Graduating in the Recession
For the fourth annual Nation Student Writing Contest, we asked students to send us an original, unpublished, 800-word essay detailing how the recession had affected them. We received hundreds of submissions from high school and college students in forty-four states. We chose one college and one high school winner and eight finalists total. The winners are Jim Miller of Henderson State University in Arkansas and Deborah Ghim of Buffalo Grove High School in Illinois. You can read the essays at TheNation.com/student. The winners receive a cash award of $1,000 and the finalists, $250 each. All receive Nation subscriptions. This contest was made possible by the BIL Charitable Trust to recognize and reward the best in student writing and thinking. --The Editors
Despite the despicable insensitivity of former Senator Phil Gramm's "mental recession" remark during last year's presidential race, I wake up every morning approaching this employment-annihilating economic crisis as nothing that consistent hard work and positive thinking can't conquer. Now, there's an immense difference between me--a 24-year-old graduate student delivering pizza and living with dad--and, say, a laid-off couple with two kids and an "underwater" mortgage, so I don't complain. But staying unaffected by the recession is like trying to dodge raindrops.
Majoring in journalism at the College of Staten Island, print journalism especially, prepares one for moderate pay and intense competition anyway. But I declared my major before newspapers started dropping like Mike Tyson's early competition and pizza delivery tips shrunk quicker than the journalism job market. The recession has thus accelerated the demise of the profession that I studied to practice and rendered my plan to save money for graduate school obsolete.
As I approached graduation in October 2008, my hometown paper, the Staten Island Advance, started looking for volunteer staff to accept the first buyout offer in the paper's history. Earlier that year, across the Goethals Bridge in New Jersey, the Star Ledger announced that it needed 200 employees to accept a buyout. During my last semester as an undergrad I interned for XXL, a hip-hop magazine. The web editor who gave me my first assignment got fired before I finished the story. Disheartened but not discouraged by the apocalyptic plummet in job prospects, I planned on attending the CUNY Graduate School of Journalism, regardless of the economic climate.
As a January graduate I planned on working eight days a week during the "free" semester between graduation and grad school. I mapped this out in late 2006, when I realized that I was one semester behind the four-year plan. Back then I could make around $100 per night delivering pizza, and I had a gig writing feature articles for Foundation magazine. I could pick up an extra shift at the pizzeria any time I needed cash because nobody ever wanted to work. Now my colleagues bombard me with text messages offering $10-$25 for one of my four shifts. I used to deliver five nights a week but dropped a shift to fit in an extra class, thinking it would be only for one semester--but I have a better chance of getting polio than my Monday night back. There's also a paucity of those old $100 nights. Lately, I'm happy to swipe a few free slices and make it out with sixty bucks.
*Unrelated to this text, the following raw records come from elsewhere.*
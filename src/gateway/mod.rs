//! Gateway shard connection
//!
//! Wire protocol, codec, transport, and the per-shard lifecycle state
//! machine with heartbeat liveness and resume.

pub mod backoff;
pub mod codec;
pub mod guilds;
pub mod heartbeat;
pub mod protocol;
pub mod shard;
pub mod state;
pub mod transport;

pub use codec::{Codec, CodecError, JsonCodec};
pub use guilds::GuildRecord;
pub use shard::{ShardCommand, ShardConfig, ShardConnection, ShardHandle, ShardStage};
pub use state::{ShardHealth, ShardState, ShardStatus};
pub use transport::{GatewayStream, GatewayTransport, StreamEvent, WebSocketTransport};
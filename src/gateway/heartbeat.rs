//! Heartbeat liveness tracking for zombie connection detection.
//!
//! The ticker lives inside the shard's own event loop, so the ack flag has
//! a single writer and needs no lock.

use std::time::Duration;
use tokio::time::{interval_at, Instant, Interval, MissedTickBehavior};
use tracing::trace;

/// What the shard should do when the heartbeat timer fires.
#[derive(Debug, Clone, Copy, PartialEq, Eq)]
pub enum Beat {
    /// Previous heartbeat was acknowledged, send the next one.
    Send,
    /// Previous heartbeat was never acknowledged.
    Zombie,
}

/// Heartbeat timer plus the `acked` liveness flag.
#[derive(Debug)]
pub struct Heartbeat {
    acked: bool,
    ticker: Option<Interval>,
}

impl Heartbeat {
    /// No ticker yet; starts acknowledged (no heartbeat sent).
    pub fn new() -> Self {
        Self {
            acked: true,
            ticker: None,
        }
    }

    /// Start beating at the HELLO interval. The first tick is one full
    /// interval from now. A zero interval is raised to one millisecond.
    pub fn start(&mut self, interval: Duration) {
        let interval = interval.max(Duration::from_millis(1));
        let mut ticker = interval_at(Instant::now() + interval, interval);
        ticker.set_missed_tick_behavior(MissedTickBehavior::Delay);
        self.ticker = Some(ticker);
        self.acked = true;
    }

    /// Cancel the timer (connection gone).
    pub fn stop(&mut self) {
        self.ticker = None;
        self.acked = true;
    }

    pub fn is_running(&self) -> bool {
        self.ticker.is_some()
    }

    pub fn is_acked(&self) -> bool {
        self.acked
    }

    /// Record that a heartbeat ACK was received.
    pub fn ack(&mut self) {
        self.acked = true;
        trace!("Heartbeat ACK received");
    }

    /// Wait for the next tick and decide what it means. Pending forever
    /// while no ticker is running.
    pub async fn tick(&mut self) -> Beat {
        match self.ticker.as_mut() {
            Some(ticker) => {
                ticker.tick().await;
                self.on_tick()
            }
            None => std::future::pending().await,
        }
    }

    /// Liveness check for one tick. A `Send` verdict clears `acked` so the
    /// next tick requires a fresh ACK.
    pub fn on_tick(&mut self) -> Beat {
        if self.acked {
            self.acked = false;
            Beat::Send
        } else {
            Beat::Zombie
        }
    }
}

impl Default for Heartbeat {
    fn default() -> Self {
        Self::new()
    }
}
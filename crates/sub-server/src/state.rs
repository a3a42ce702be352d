// SPDX-License-Identifier: AGPL-3.0-or-later
// Copyright (c) 2025 ReifyDB

use std::sync::Arc;

use conduit_engine::{QueryExecutor, Schema, StandardExecutor};
use conduit_subscription::{ResultReadCounter, SubscriptionRegistry};

use crate::{QueryConfig, SubscriptionStats};

/// Everything a request or session needs, shared by both servers.
///
/// Cloning is cheap; all members are reference counted.
#[derive(Clone)]
pub struct AppState {
	executor: Arc<dyn QueryExecutor>,
	schema: Arc<Schema>,
	registry: Arc<SubscriptionRegistry>,
	counter: Arc<ResultReadCounter>,
	query_config: QueryConfig,
}

impl AppState {
	pub fn new(
		executor: Arc<dyn QueryExecutor>,
		schema: Arc<Schema>,
		registry: Arc<SubscriptionRegistry>,
		counter: Arc<ResultReadCounter>,
		query_config: QueryConfig,
	) -> Self {
		Self {
			executor,
			schema,
			registry,
			counter,
			query_config,
		}
	}

	/// State backed by the bundled executor and a fresh read counter.
	pub fn standard(schema: Schema, registry: Arc<SubscriptionRegistry>) -> Self {
		Self::new(
			Arc::new(StandardExecutor),
			Arc::new(schema),
			registry,
			Arc::new(ResultReadCounter::new()),
			QueryConfig::default(),
		)
	}

	pub fn with_query_config(mut self, query_config: QueryConfig) -> Self {
		self.query_config = query_config;
		self
	}

	pub fn executor(&self) -> &Arc<dyn QueryExecutor> {
		&self.executor
	}

	pub fn schema(&self) -> &Arc<Schema> {
		&self.schema
	}

	pub fn registry(&self) -> &Arc<SubscriptionRegistry> {
		&self.registry
	}

	pub fn counter(&self) -> &Arc<ResultReadCounter> {
		&self.counter
	}

	pub fn query_config(&self) -> &QueryConfig {
		&self.query_config
	}

	/// Per event type subscriber and read counts, sorted by event type.
	pub fn subscription_stats(&self) -> Vec<SubscriptionStats> {
		let reads = self.counter.snapshot();
		let mut event_types = self.registry.event_types();
		for event_type in reads.keys() {
			if !event_types.contains(event_type) {
				event_types.push(event_type.clone());
			}
		}
		event_types.sort();

		event_types
			.into_iter()
			.map(|event_type| SubscriptionStats {
				subscribers: self.registry.subscriber_count(&event_type),
				reads: reads.get(&event_type).copied().unwrap_or(0),
				event_type,
			})
			.collect()
	}
}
When times and tips were good I'd accept $20 or so for a shift, but only because of academic overloaded or on an assignment for Foundation. I developed a solid relationship with Foundation, which started printing in 2006, and I went from making $50 an article to $250. They gave me a $400 bonus with my first cover story, a 50-Cent interview. Not professional level pay, but the checks certainly helped a scrounging undergrad. They stopped paying me in December 2008, and for the sake of experience and devotion to the magazine I wrote over 6,000 free words in the most recent issue.
I've landed one assignment since I graduated: a $75, 250-word article for Urban Latino magazine, about an actress, America Olivo, whom I managed to interview via telephone while delivering pizza. Actually, I was parked in the pizzeria driveway because there were no deliveries. Business was so slow that day I went home and transcribed the first fifteen minutes of the interview. (I live two minutes away from the pizzeria.) Some days I'll shoot home and wash dishes or vacuum until the "dinner rush," which hardly qualifies for a rush anymore.
No American is under any obligation to tip service workers; however, especially in a city that does not add 15 percent gratuity into the bill, tipping is a social responsibility with reciprocating communal value. Personally, I live by the Steve Martin line from My Blue Heaven, "It's not tipping I believe in, it's over tipping." The combination of declining business and shrinking tips hurts, but I never know how the recession has affected one of these "cheap" tippers, so long gone are my sardonic snipes when a guy says, "Here's an extra dollar kid." To which I'd reply, "No, please, go buy your wife something nice." Sure, delivery service is a luxury and not a necessity, but fiscal myopia is an epidemic and it's not nice to make fun of sick people.
Mentally, I'm recession-proof. I finished The Brothers Karamazov and Slaughterhouse Five and read countless issues of The Nation while clocking $2.50 an hour at the pizzeria. Maybe I'll write fiction and convince the Newseum to start an exhibit of recession-era journalism diplomas.